It Is In Giving That We Get
Being Like Bobby

In my twilight years, I am keenly aware of how I have been helped in my journey on the yellow brick road of life. I have about a dozen and a half people whom I call my mentors. Without them, I would not like to wonder what I would have become. However, it was Bobby Kennedy that was the most important of all of them.

I don’t recall when emails allowed you to put signatures at the end of emails, but I have used Bobby’s quote for decades, “Some men see things as they are and say, why; I dream things that never were and say, why not.” He essentially was paraphrasing something that George Bernard Shaw wrote in Back to Methuselah.

Like Bobby, I too have paraphrased another writer. My saying is “It is in giving that we get.” I started using that phrase nearly four years ago in a title for an essay. I paraphrased St. Francis of Assisi. Francis said, “For it is in giving that we receive.” Regardless of which of the two versions you like the most, they essentially are both oxymorons. It seems like a logical contradiction. How is it possible that one can get something when giving something?

Bobby understood this seeming contradiction in the quote about the ripple. While it might seem implausible, a tiny ripple of hope can remove huge barriers of injustice and discrimination.

Each time a man stands up for an ideal, or acts to improve the lot of others, or strikes out against injustice, he sends forth a tiny ripple of hope, and crossing each other from a million different centers of energy and daring those ripples build a current which can sweep down the mightiest walls of oppression and resistance.

What is interesting about both Bobby Kennedy and St.

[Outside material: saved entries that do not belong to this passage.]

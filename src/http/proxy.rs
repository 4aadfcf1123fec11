//! Cluster API forwarding.
//!
//! # Responsibilities
//! - Forward `/api` and `/apis` requests to the backing cluster
//! - Present the gateway's own credentials upstream
//! - Impersonate the authenticated caller, when there is one

use axum::{
    body::Body,
    extract::State,
    http::{header, HeaderMap, Request, StatusCode},
    response::{IntoResponse, Response},
};

use crate::auth::Identity;
use crate::cluster::ClusterClient;

/// Largest request body forwarded upstream.
pub const MAX_BODY_BYTES: usize = 8 * 1024 * 1024;

const IMPERSONATE_USER: &str = "impersonate-user";
const IMPERSONATE_GROUP: &str = "impersonate-group";
const IMPERSONATE_UID: &str = "impersonate-uid";

/// Headers copied from the caller to the cluster request.
const FORWARDED_HEADERS: [header::HeaderName; 3] = [header::ACCEPT, header::CONTENT_TYPE, header::USER_AGENT];

/// Headers copied from the cluster response back to the caller.
const RETURNED_HEADERS: [header::HeaderName; 2] = [header::CONTENT_TYPE, header::CACHE_CONTROL];

pub async fn proxy_handler(State(client): State<ClusterClient>, request: Request<Body>) -> Response {
    let identity = request.extensions().get::<Identity>().cloned();
    let method = request.method().clone();
    let path = request
        .uri()
        .path_and_query()
        .map(|p| p.as_str().to_string())
        .unwrap_or_else(|| "/".to_string());
    let incoming = request.headers().clone();

    let body = match axum::body::to_bytes(request.into_body(), MAX_BODY_BYTES).await {
        Ok(bytes) => bytes,
        Err(_) => return (StatusCode::PAYLOAD_TOO_LARGE, "Request body too large").into_response(),
    };

    tracing::debug!(
        method = %method,
        path = %path,
        user = identity.as_ref().map(|i| i.name.as_str()).unwrap_or("anonymous"),
        "Forwarding request to cluster"
    );

    let mut upstream = client.request(method, &path).body(body);
    for name in FORWARDED_HEADERS.iter() {
        if let Some(value) = incoming.get(name) {
            upstream = upstream.header(name, value);
        }
    }
    if let Some(identity) = &identity {
        upstream = upstream.headers(impersonation_headers(identity));
    }

    let response = match client.send(&path, upstream).await {
        Ok(response) => response,
        Err(e) => {
            tracing::error!(path = %path, error = %e, "Cluster request failed");
            return (StatusCode::BAD_GATEWAY, "Cluster request failed").into_response();
        }
    };

    let status = response.status();
    let mut headers = HeaderMap::new();
    for name in RETURNED_HEADERS.iter() {
        if let Some(value) = response.headers().get(name) {
            headers.insert(name.clone(), value.clone());
        }
    }

    match response.bytes().await {
        Ok(bytes) => (status, headers, bytes).into_response(),
        Err(e) => {
            tracing::error!(path = %path, error = %e, "Failed to read cluster response");
            (StatusCode::BAD_GATEWAY, "Cluster response truncated").into_response()
        }
    }
}

fn impersonation_headers(identity: &Identity) -> HeaderMap {
    let mut headers = HeaderMap::new();
    if let Ok(value) = identity.name.parse() {
        headers.insert(IMPERSONATE_USER, value);
    }
    if !identity.uid.is_empty() {
        if let Ok(value) = identity.uid.parse() {
            headers.insert(IMPERSONATE_UID, value);
        }
    }
    for group in &identity.groups {
        if let Ok(value) = group.parse() {
            headers.append(IMPERSONATE_GROUP, value);
        }
    }
    for (key, values) in &identity.extra {
        let Ok(name) = header::HeaderName::try_from(format!("Impersonate-Extra-{}", key)) else {
            continue;
        };
        for value in values {
            if let Ok(value) = value.parse() {
                headers.append(name.clone(), value);
            }
        }
    }
    headers
}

Francis is that both came from great wealth. Both of them had plenty of money and both were familiar with that type of affluent lifestyle. However, Francis was out riding one day and happened upon a leper, which he helped. Looking back upon that incident, Francis said that he felt a sense of freedom by giving help to a leper.


St. Francis and the leper


Interestingly, St. Francis cautioned us, “Remember that when you leave this earth, you can take with you nothing that you have received--only what you have given.” Bobby came into his world wrapped in wealth and was named Robert Francis Kennedy. Despite his family’s wealth, he also learned that it is in giving that we get. While blacks didn’t have leprosy, they were shunned and segregated in the same way lepers were three-quarters of a millennia before.


The parallels are obvious between Francis and Bobby.

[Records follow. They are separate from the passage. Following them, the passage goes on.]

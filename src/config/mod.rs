//! Configuration management subsystem.
//!
//! # Data Flow
//! ```text
//! command-line flags / env vars ──┐
//! optional TOML file (loader.rs) ─┴→ Config (immutable snapshot)
//!     → SharedConfig (ArcSwap)
//!     → resolution pass reads one snapshot
//!
//! On file change:
//!     watcher.rs detects change
//!     → loader.rs loads new config
//!     → atomic swap of the snapshot
//! ```
//!
//! # Design Decisions
//! - Config is never mutated in place; reloads swap whole snapshots
//! - Ports and the dashboard URL are opaque to the gateway core

pub mod loader;
pub mod schema;
pub mod watcher;

use std::sync::Arc;

use arc_swap::ArcSwap;

pub use loader::{load_config, ConfigError};
pub use schema::{Config, LogFormat, WebhookConfig};

/// Config snapshot shared between the resolver and lazy readers.
pub type SharedConfig = Arc<ArcSwap<Config>>;

/// Wrap a config for sharing.
pub fn shared(config: Config) -> SharedConfig {
    Arc::new(ArcSwap::from_pointee(config))
}
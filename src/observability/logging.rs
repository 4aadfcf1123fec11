//! Structured logging.
//!
//! # Responsibilities
//! - Initialize the global tracing subscriber once per process
//! - Honour `RUST_LOG`, falling back to a crate-level default filter
//! - Switch between pretty (development) and JSON (production) output

use tracing_subscriber::{layer::SubscriberExt, util::SubscriberInitExt, EnvFilter};

use crate::config::LogFormat;

/// Filter applied when `RUST_LOG` is unset or invalid.
pub const DEFAULT_FILTER: &str = "cluster_gateway=info,tower_http=info";

/// Install the global subscriber.
pub fn init(format: LogFormat) {
    let filter = EnvFilter::try_from_default_env().unwrap_or_else(|_| DEFAULT_FILTER.into());
    let registry = tracing_subscriber::registry().with(filter);

    match format {
        LogFormat::Pretty => registry.with(tracing_subscriber::fmt::layer()).init(),
        LogFormat::Json => registry
            .with(tracing_subscriber::fmt::layer().json().with_current_span(false))
            .init(),
    }
}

Now, I am not in the same league as either Francis or Bobby. Nevertheless, there are some striking parallels with my life. I was born just before my father was shipped off to the South Pacific during WWII. After he returned, he soon was given a promotion that required moving from Pennsauken, NJ to Pittsburgh, PA. He wanted his children to attend college and asked a realtor the name of the community with the best school system in the Pittsburgh area. Mt. Lebanon was the answer. However, it was far beyond the best in Western Pennsylvania; it was the 19th best school system in the entire country.

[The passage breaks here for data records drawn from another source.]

//! Local token authentication server.
//!
//! The fallback used when authentication is wanted but no webhook is
//! configured. Tokens are stored in the backing cluster as
//! `management.cattle.io/v3` resources and mirrored into memory.
//!
//! # Lifecycle
//! ```text
//! LocalAuthFactory::create   probe GET /version (fails fast when unreachable)
//! wrap(next)                 /v3/whoami, /v3/tokens/logout, else → next
//! start(cancel)              initial token sync, then background refresh
//!                            until the lifetime or start token is cancelled
//! ```

use std::collections::HashSet;
use std::sync::atomic::{AtomicBool, Ordering};
use std::sync::Arc;
use std::time::{Duration, Instant};

use async_trait::async_trait;
use axum::{
    body::Body,
    extract::State,
    http::{header, request::Parts, Request, StatusCode},
    response::{IntoResponse, Response},
    routing::{get, post},
    Json, Router,
};
use dashmap::DashMap;
use rand::Rng;
use reqwest::Method;
use serde::Deserialize;
use subtle::ConstantTimeEq;
use tokio_util::sync::CancellationToken;

use crate::auth::subsystem::{AuthSubsystem, AuthSubsystemFactory, AuthSubsystemInitError};
use crate::auth::{bearer_token, session_token, AuthError, Authenticator, Identity, SESSION_COOKIE};
use crate::cluster::{ClientConfig, ClusterClient, ClusterError};
use crate::observability::metrics;

/// Collection path of token resources on the cluster.
pub const TOKENS_PATH: &str = "/apis/management.cattle.io/v3/tokens";

/// Group every authenticated caller belongs to.
pub const AUTHENTICATED_GROUP: &str = "system:authenticated";

const DEFAULT_REFRESH_INTERVAL: Duration = Duration::from_secs(30);
const MAX_BACKOFF: Duration = Duration::from_secs(300);

/// How long a revoked token name is refused by syncs that may predate its deletion.
const REVOCATION_HOLD: Duration = Duration::from_secs(300);

#[derive(Debug, Deserialize)]
struct TokenList {
    #[serde(default)]
    items: Vec<TokenResource>,
}

#[derive(Debug, Deserialize)]
#[serde(rename_all = "camelCase")]
struct TokenResource {
    metadata: ObjectMeta,
    #[serde(default)]
    token: String,
    #[serde(default)]
    user_id: String,
    #[serde(default)]
    expired: bool,
    #[serde(default)]
    enabled: Option<bool>,
    #[serde(default)]
    group_principals: Vec<Principal>,
}

#[derive(Debug, Deserialize)]
struct Principal {
    metadata: ObjectMeta,
}

#[derive(Debug, Deserialize)]
struct ObjectMeta {
    name: String,
}

#[derive(Debug, Clone)]
struct StoredToken {
    secret: String,
    identity: Identity,
}

/// In-memory mirror of the cluster's token resources, keyed by token name.
#[derive(Clone, Default)]
pub struct TokenStore {
    inner: Arc<DashMap<String, StoredToken>>,
    /// Names revoked locally, with the time of revocation.
    revoked: Arc<DashMap<String, Instant>>,
}

impl TokenStore {
    /// Replace the whole store with usable tokens from `list`.
    ///
    /// Recently revoked names stay out even if `list` was fetched before
    /// the cluster processed their deletion.
    fn replace(&self, list: TokenList) -> usize {
        self.revoked.retain(|_, at| at.elapsed() < REVOCATION_HOLD);

        let live: Vec<(String, StoredToken)> = list
            .items
            .into_iter()
            .filter(|t| !t.expired && t.enabled.unwrap_or(true) && !t.token.is_empty())
            .filter(|t| !self.revoked.contains_key(&t.metadata.name))
            .map(|t| {
                let mut groups: Vec<String> = t.group_principals.into_iter().map(|p| p.metadata.name).collect();
                groups.push(AUTHENTICATED_GROUP.to_string());
                let identity = Identity {
                    name: t.user_id.clone(),
                    uid: t.user_id,
                    groups,
                    ..Default::default()
                };
                (t.metadata.name, StoredToken { secret: t.token, identity })
            })
            .collect();

        let names: HashSet<&str> = live.iter().map(|(name, _)| name.as_str()).collect();
        self.inner.retain(|name, _| names.contains(name.as_str()));
        for (name, token) in live {
            self.inner.insert(name, token);
        }
        metrics::record_token_count(self.inner.len());
        self.inner.len()
    }

    /// Look up a `name:secret` token value.
    pub fn lookup(&self, value: &str) -> Option<Identity> {
        let (name, secret) = value.split_once(':')?;
        let entry = self.inner.get(name)?;
        let matches: bool = entry.secret.as_bytes().ct_eq(secret.as_bytes()).into();
        matches.then(|| entry.identity.clone())
    }

    pub fn revoke(&self, name: &str) -> bool {
        self.revoked.insert(name.to_string(), Instant::now());
        let removed = self.inner.remove(name).is_some();
        metrics::record_token_count(self.inner.len());
        removed
    }

    pub fn len(&self) -> usize {
        self.inner.len()
    }

    pub fn is_empty(&self) -> bool {
        self.inner.is_empty()
    }
}

fn request_token(parts: &Parts) -> Option<&str> {
    bearer_token(parts).or_else(|| session_token(parts))
}

/// Authenticates `name:secret` tokens against the [`TokenStore`].
pub struct TokenAuthenticator {
    tokens: TokenStore,
}

#[async_trait]
impl Authenticator for TokenAuthenticator {
    async fn authenticate(&self, request: &Parts) -> Result<Identity, AuthError> {
        let token = request_token(request).ok_or(AuthError::MissingCredentials)?;
        self.tokens.lookup(token).ok_or(AuthError::InvalidToken)
    }
}

struct Inner {
    client: ClusterClient,
    tokens: TokenStore,
    lifetime: CancellationToken,
    refresh_interval: Duration,
    started: AtomicBool,
}

/// The local auth server.
#[derive(Clone)]
pub struct LocalAuthServer {
    inner: Arc<Inner>,
}

impl LocalAuthServer {
    pub fn new(client: ClusterClient, lifetime: CancellationToken, refresh_interval: Duration) -> Self {
        Self {
            inner: Arc::new(Inner {
                client,
                tokens: TokenStore::default(),
                lifetime,
                refresh_interval,
                started: AtomicBool::new(false),
            }),
        }
    }

    /// Pull the token list from the cluster into the store.
    pub async fn sync(&self) -> Result<usize, ClusterError> {
        let list: TokenList = self.inner.client.get_json(TOKENS_PATH).await?;
        Ok(self.inner.tokens.replace(list))
    }

    async fn refresh_loop(self, cancel: CancellationToken) {
        let mut failures = 0u32;
        loop {
            let delay = if failures == 0 {
                self.inner.refresh_interval
            } else {
                backoff(failures, self.inner.refresh_interval)
            };

            tokio::select! {
                _ = tokio::time::sleep(delay) => {}
                _ = cancel.cancelled() => break,
                _ = self.inner.lifetime.cancelled() => break,
            }

            match self.sync().await {
                Ok(count) => {
                    if failures > 0 {
                        tracing::info!(tokens = count, "Token sync recovered");
                    }
                    failures = 0;
                }
                Err(e) => {
                    failures = failures.saturating_add(1);
                    tracing::warn!(error = %e, attempt = failures, "Token sync failed");
                }
            }
        }
        tracing::info!("Local auth server stopped");
    }
}

/// Exponential backoff with up to 10% jitter, capped at [`MAX_BACKOFF`].
fn backoff(failures: u32, base: Duration) -> Duration {
    let factor = 2u32.saturating_pow(failures.saturating_sub(1).min(16));
    let capped = base.saturating_mul(factor).min(MAX_BACKOFF);
    let jitter_range = capped.as_millis() as u64 / 10;
    let jitter = if jitter_range > 0 {
        rand::thread_rng().gen_range(0..jitter_range)
    } else {
        0
    };
    capped + Duration::from_millis(jitter)
}

#[async_trait]
impl AuthSubsystem for LocalAuthServer {
    fn authenticator(&self) -> Arc<dyn Authenticator> {
        Arc::new(TokenAuthenticator {
            tokens: self.inner.tokens.clone(),
        })
    }

    fn wrap(&self, next: Router) -> Router {
        Router::new()
            .route("/v3/whoami", get(whoami))
            .route("/v3/tokens/logout", post(logout))
            .with_state(self.clone())
            .fallback_service(next)
    }

    async fn start(&self, cancel: CancellationToken) -> Result<(), AuthSubsystemInitError> {
        if self.inner.started.swap(true, Ordering::SeqCst) {
            tracing::warn!("Local auth server already started");
            return Ok(());
        }

        let count = match self.sync().await {
            Ok(count) => count,
            Err(e) => {
                self.inner.started.store(false, Ordering::SeqCst);
                return Err(AuthSubsystemInitError::Sync(e));
            }
        };
        tracing::info!(
            tokens = count,
            refresh_secs = self.inner.refresh_interval.as_secs(),
            "Local auth server started"
        );

        tokio::spawn(self.clone().refresh_loop(cancel));
        Ok(())
    }
}

async fn whoami(request: Request<Body>) -> Response {
    match request.extensions().get::<Identity>() {
        Some(identity) => Json(identity.clone()).into_response(),
        None => AuthError::MissingCredentials.into_response(),
    }
}

async fn logout(State(server): State<LocalAuthServer>, request: Request<Body>) -> Response {
    let (parts, _) = request.into_parts();
    let Some(name) = request_token(&parts).and_then(|t| t.split_once(':')).map(|(name, _)| name.to_string())
    else {
        return AuthError::MissingCredentials.into_response();
    };

    let path = format!("{}/{}", TOKENS_PATH, name);
    let delete = server.inner.client.request(Method::DELETE, &path);
    match server.inner.client.send(&path, delete).await {
        Ok(response) if response.status().is_success() || response.status() == StatusCode::NOT_FOUND => {}
        Ok(response) => {
            tracing::warn!(token = %name, status = %response.status(), "Cluster refused token deletion");
            return (StatusCode::BAD_GATEWAY, "failed to revoke token").into_response();
        }
        Err(e) => {
            tracing::warn!(token = %name, error = %e, "Token deletion failed");
            return (StatusCode::BAD_GATEWAY, "failed to revoke token").into_response();
        }
    }

    server.inner.tokens.revoke(&name);
    tracing::info!(token = %name, "Token revoked");
    (
        StatusCode::OK,
        [(header::SET_COOKIE, format!("{}=; Path=/; Max-Age=0; HttpOnly", SESSION_COOKIE))],
    )
        .into_response()
}

/// Creates [`LocalAuthServer`]s after checking the cluster is reachable.
#[derive(Debug, Clone)]
pub struct LocalAuthFactory {
    pub refresh_interval: Duration,
}

impl Default for LocalAuthFactory {
    fn default() -> Self {
        Self {
            refresh_interval: DEFAULT_REFRESH_INTERVAL,
        }
    }
}

#[async_trait]
impl AuthSubsystemFactory for LocalAuthFactory {
    async fn create(
        &self,
        lifetime: CancellationToken,
        client_config: &ClientConfig,
    ) -> Result<Arc<dyn AuthSubsystem>, AuthSubsystemInitError> {
        let client = ClusterClient::new(client_config).map_err(AuthSubsystemInitError::Client)?;
        let version = client.version().await.map_err(AuthSubsystemInitError::Unreachable)?;
        tracing::info!(
            host = %client_config.host,
            version = %version.git_version,
            "Local auth server bound to cluster"
        );
        Ok(Arc::new(LocalAuthServer::new(client, lifetime, self.refresh_interval)))
    }
}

Additionally, Mt. Lebanon was the wealthiest community in Western Pennsylvania. My parents weren’t wealthy, but they scrimped and saved to provide for their children an excellent education.

I learned two things while I went to school in Mt. Lebanon. I was dumb and poor. It took me half my life to realize that neither was correct. That explains the drive that I have regarding education. I’m still teaching at the college level. In addition, I am not poor, but I don’t have a half million dollars to contribute to my not-for-profit company, We Are Family.

We Are Family was started to address my desire to provide laptops to 1250 students in Taunggyi, Myanmar/Burma where my three granddaughters attend. Myanmar is an emerging nation, which means that if they wish to develop, students need to get a very good educational background. Education is the only means of which I am aware that could help make up for decades of economic indifference.

In addition to the 1250 laptops, I need to greatly improve the Internet reception. Therefore, I need to raise a half million dollars much of that amount will provide the financing of the laptops. However, the cost of improving the Internet reception is essential. Merely acquiring laptops without improving the Internet would have little benefit for the students.

To prove to you that my paraphrase of St. Francis that it is in giving that we get, allow me to share a personal story that happens nearly every time I talk with a person about my fund-raising drive to get $500,000. Whether I am talking to friends and family or people that don’t know me, they all say that my adventure is a noble endeavor. The variance in the words used is slight. However, noble happens most of the time, and it is used as a compliment.

However, the compliment catches me by surprise. Honestly. Often, my retort is that I am the one that is benefiting. Logically, I know that those 1250 students are the primary beneficiaries. Nevertheless, when someone utters their complimentary comment, I want to correct them and have many times by saying, “Hey, I’m the one that is benefiting.”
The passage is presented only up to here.